- _Extracted records_
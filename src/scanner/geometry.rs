use serde::{Deserialize, Serialize};

/// Axis-aligned box in pixel coordinates, (x1, y1) top-left and (x2, y2) bottom-right.
#[derive(Debug, Clone, Copy, PartialEq, Serialize, Deserialize)]
pub struct BBox {
    pub x1: f32,
    pub y1: f32,
    pub x2: f32,
    pub y2: f32,
}

impl BBox {
    pub fn new(x1: f32, y1: f32, x2: f32, y2: f32) -> Self {
        Self { x1, y1, x2, y2 }
    }

    pub fn from_xywh(x: f32, y: f32, width: f32, height: f32) -> Self {
        Self::new(x, y, x + width, y + height)
    }

    pub fn width(&self) -> f32 {
        self.x2 - self.x1
    }

    pub fn height(&self) -> f32 {
        self.y2 - self.y1
    }

    pub fn area(&self) -> f32 {
        self.width() * self.height()
    }

    pub fn iou(&self, other: &BBox) -> f32 {
        iou(self, other)
    }
}

/// Intersection over union. Disjoint boxes and a non-positive union give 0.
pub fn iou(a: &BBox, b: &BBox) -> f32 {
    let ix1 = a.x1.max(b.x1);
    let iy1 = a.y1.max(b.y1);
    let ix2 = a.x2.min(b.x2);
    let iy2 = a.y2.min(b.y2);

    if ix2 < ix1 || iy2 < iy1 {
        return 0.0;
    }

    let intersection = (ix2 - ix1) * (iy2 - iy1);
    let union = a.area() + b.area() - intersection;

    if union > 0.0 {
        intersection / union
    } else {
        0.0
    }
}

#[cfg(test)]
mod tests {
    use super::*;

    #[test]
    fn test_identical_boxes() {
        let a = BBox::new(10.0, 10.0, 50.0, 30.0);
        assert_eq!(iou(&a, &a), 1.0);
    }

    #[test]
    fn test_method_matches_free_fn() {
        let a = BBox::new(0.0, 0.0, 10.0, 10.0);
        let b = BBox::from_xywh(5.0, 0.0, 10.0, 10.0);
        assert_eq!(a.iou(&b), iou(&a, &b));
        assert!((a.iou(&b) - 50.0 / 150.0).abs() < 1e-6);
    }

    #[test]
    fn test_symmetry() {
        let boxes = [
            BBox::new(0.0, 0.0, 10.0, 10.0),
            BBox::new(5.0, 5.0, 15.0, 15.0),
            BBox::new(2.0, -3.0, 7.5, 4.0),
            BBox::new(100.0, 100.0, 101.0, 140.0),
        ];
        for a in &boxes {
            for b in &boxes {
                assert_eq!(iou(a, b), iou(b, a));
            }
        }
    }

    #[test]
    fn test_partial_overlap() {
        let a = BBox::new(0.0, 0.0, 10.0, 10.0);
        let b = BBox::new(5.0, 5.0, 15.0, 15.0);
        // 25 / (100 + 100 - 25)
        assert!((iou(&a, &b) - 25.0 / 175.0).abs() < 1e-6);
    }

    #[test]
    fn test_disjoint_and_touching() {
        let a = BBox::new(0.0, 0.0, 10.0, 10.0);
        assert_eq!(iou(&a, &BBox::new(20.0, 20.0, 30.0, 30.0)), 0.0);
        assert_eq!(iou(&a, &BBox::new(10.0, 0.0, 20.0, 10.0)), 0.0);
    }

    #[test]
    fn test_degenerate_union_guard() {
        let point = BBox::new(5.0, 5.0, 5.0, 5.0);
        assert_eq!(iou(&point, &point), 0.0);
    }

    #[test]
    fn test_xywh_conversion() {
        let b = BBox::from_xywh(3.0, 4.0, 10.0, 20.0);
        assert_eq!(b, BBox::new(3.0, 4.0, 13.0, 24.0));
        assert_eq!(b.width(), 10.0);
        assert_eq!(b.height(), 20.0);
    }
}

- _Your task_
Which lines in the records above include the word "other"? Copy them out.

- _Answer box_
    pub fn iou(&self, other: &BBox) -> f32 {
        iou(self, other)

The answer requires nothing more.